Era una mujer de noventa años cuya temperatura y saturación de oxígeno rondaban la cuarentena. Casada o no, Josefa había dejado de saberlo desde hace mucho tiempo y al igual que los cuatro pacientes anteriores, otra sospecha más de caso positivo.
Poco que resolver pero mucho que hacer.
–No se preocupe Josefa, va a estar bien – percutió mi irreconocible voz saliendo por las rendijas de mi traje de aislamiento. Casi imposible encontrar el volumen adecuado entre no ser desagradable y poder comunicarme.
Con la sensación de que un pequeño apretón de mano fracturaba la frontera de doble guante que nos separaba, una línea horizontal en el monitor anunciando el final esperado me devolvía los pies a ese sitio más parecido a la Luna que a la Tierra.

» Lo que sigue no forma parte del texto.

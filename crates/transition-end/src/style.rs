//! Computed-style inspection and the transition-activity check.
//!
//! The host adapter snapshots an element's resolved transition configuration
//! into a [`ComputedStyle`]; [`has_active_transition`] then makes the one-shot
//! admission decision at registration time. Malformed or missing style data is
//! treated as "no transition", never as an error.

use serde::{Deserialize, Serialize};

use crate::properties::PropertySet;

/// Snapshot of an element's resolved transition style.
///
/// Both the standard properties and their `-webkit-` prefixed aliases are
/// carried; the standard value is preferred and the prefixed one consulted
/// only when the standard one is empty or absent.
#[derive(Debug, Clone, Default, PartialEq, Serialize, Deserialize)]
pub struct ComputedStyle {
    /// Resolved `transition-duration`, a comma-separated list of time values.
    pub transition_duration: Option<String>,
    /// Resolved `-webkit-transition-duration`.
    pub webkit_transition_duration: Option<String>,
    /// Resolved `transition-property`, a comma-separated list of property
    /// names or the literal `all`.
    pub transition_property: Option<String>,
    /// Resolved `-webkit-transition-property`.
    pub webkit_transition_property: Option<String>,
}

impl ComputedStyle {
    /// A style with no transition configured.
    pub fn none() -> Self {
        Self::default()
    }

    /// A style with the standard duration and property fields set.
    pub fn with_transition(
        duration: impl Into<String>,
        property: impl Into<String>,
    ) -> Self {
        Self {
            transition_duration: Some(duration.into()),
            transition_property: Some(property.into()),
            ..Self::default()
        }
    }

    /// A style carrying only the `-webkit-` prefixed aliases.
    pub fn with_webkit_transition(
        duration: impl Into<String>,
        property: impl Into<String>,
    ) -> Self {
        Self {
            webkit_transition_duration: Some(duration.into()),
            webkit_transition_property: Some(property.into()),
            ..Self::default()
        }
    }

    /// The first duration in the resolved list, in seconds.
    ///
    /// Only the first entry of the comma-separated list is inspected. The
    /// value is read with the leading-float rule, so `"0.3s"` is 0.3 and a
    /// non-numeric value is `None`.
    pub fn first_duration_secs(&self) -> Option<f32> {
        let raw = preferred(&self.transition_duration, &self.webkit_transition_duration)?;
        let first = raw.split(',').next().unwrap_or(raw);
        leading_float(first)
    }

    /// The resolved transition-property list as a [`PropertySet`].
    ///
    /// An absent or empty value parses to the wildcard, matching how hosts
    /// resolve an unset `transition-property` to its `all` initial value.
    pub fn property_set(&self) -> PropertySet {
        match preferred(&self.transition_property, &self.webkit_transition_property) {
            Some(raw) => PropertySet::parse(raw),
            None => PropertySet::All,
        }
    }
}

/// Decide whether a genuine transition is configured for any requested property.
///
/// True iff the first resolved duration is a finite number strictly greater
/// than zero, and the resolved property list either contains `all` or
/// intersects the requested set. A wildcard request intersects any resolved
/// list. This runs once at registration; it is not a live gate.
pub fn has_active_transition(style: &ComputedStyle, requested: &PropertySet) -> bool {
    let Some(duration) = style.first_duration_secs() else {
        return false;
    };
    if !duration.is_finite() || duration <= 0.0 {
        return false;
    }

    requested.intersects(&style.property_set())
}

fn preferred<'a>(standard: &'a Option<String>, prefixed: &'a Option<String>) -> Option<&'a str> {
    match standard.as_deref() {
        Some(s) if !s.trim().is_empty() => Some(s),
        _ => prefixed.as_deref().filter(|s| !s.trim().is_empty()),
    }
}

/// Parse the leading numeric prefix of a string, ignoring any trailing unit.
fn leading_float(input: &str) -> Option<f32> {
    let s = input.trim_start();
    let bytes = s.as_bytes();
    let mut end = 0;

    if matches!(bytes.first(), Some(b'+' | b'-')) {
        end = 1;
    }

    let mut seen_digit = false;
    let mut seen_dot = false;
    while end < bytes.len() {
        match bytes[end] {
            b'0'..=b'9' => {
                seen_digit = true;
                end += 1;
            }
            b'.' if !seen_dot => {
                seen_dot = true;
                end += 1;
            }
            _ => break,
        }
    }

    if !seen_digit {
        return None;
    }
    s[..end].parse().ok()
}

#[cfg(test)]
mod tests {
    use super::*;

    #[test]
    fn test_first_duration_parses_leading_float() {
        let style = ComputedStyle::with_transition("0.3s", "left");
        assert_eq!(style.first_duration_secs(), Some(0.3));

        let style = ComputedStyle::with_transition("1s, 2s", "left, width");
        assert_eq!(style.first_duration_secs(), Some(1.0));
    }

    #[test]
    fn test_unparseable_duration_is_none() {
        let style = ComputedStyle::with_transition("fast", "left");
        assert_eq!(style.first_duration_secs(), None);

        assert_eq!(ComputedStyle::none().first_duration_secs(), None);
    }

    #[test]
    fn test_prefixed_fields_are_fallback_only() {
        let style = ComputedStyle {
            transition_duration: Some("0.5s".to_string()),
            webkit_transition_duration: Some("9s".to_string()),
            ..ComputedStyle::default()
        };
        assert_eq!(style.first_duration_secs(), Some(0.5));

        let style = ComputedStyle::with_webkit_transition("0.2s", "left");
        assert_eq!(style.first_duration_secs(), Some(0.2));
        assert!(style.property_set().contains("left"));
    }

    #[test]
    fn test_zero_duration_is_inactive() {
        let style = ComputedStyle::with_transition("0s", "left");
        assert!(!has_active_transition(&style, &PropertySet::parse("left")));
    }

    #[test]
    fn test_resolved_all_activates_any_request() {
        let style = ComputedStyle::with_transition("0.3s", "all");
        assert!(has_active_transition(&style, &PropertySet::parse("color")));
        assert!(has_active_transition(&style, &PropertySet::All));
    }

    #[test]
    fn test_disjoint_property_lists_are_inactive() {
        let style = ComputedStyle::with_transition("0.3s", "left, width");
        assert!(!has_active_transition(&style, &PropertySet::parse("color")));
        assert!(has_active_transition(&style, &PropertySet::parse("width top")));
    }

    #[test]
    fn test_wildcard_request_intersects_any_resolved_list() {
        let style = ComputedStyle::with_transition("0.3s", "left");
        assert!(has_active_transition(&style, &PropertySet::All));
    }

    #[test]
    fn test_absent_property_list_defaults_to_all() {
        let style = ComputedStyle {
            transition_duration: Some("0.3s".to_string()),
            ..ComputedStyle::default()
        };
        assert!(has_active_transition(&style, &PropertySet::parse("left")));
    }
}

Mierda, ya no podía contar ni con el tacto. Un suspiro de resignación y tristeza empeoró mi visión de mala a nula.
Mientras ese cuerpo frágil y aislado se iba en una cama que parecía crecer a cada segundo que pasaba, tocaba volver a empezar.
Aquel día el cronómetro se paró a las cuatro horas y veinticinco minutos, bastante después de haber sobrepasado lo que siempre creía mi límite embustero.
Los sentidos bostezaron tras quitarme el equipo y mis manos comprimieron en ángulo agudo lágrimas de rabia. El olor a todo me abrazaba de nuevo y mecía mi cuerpo al ritmo de las olas atlánticas pegando contra las rocas de Finisterre. Rocas que allí siguen después de tanto tiempo aunque esos aplausos intermitentes las erosionen.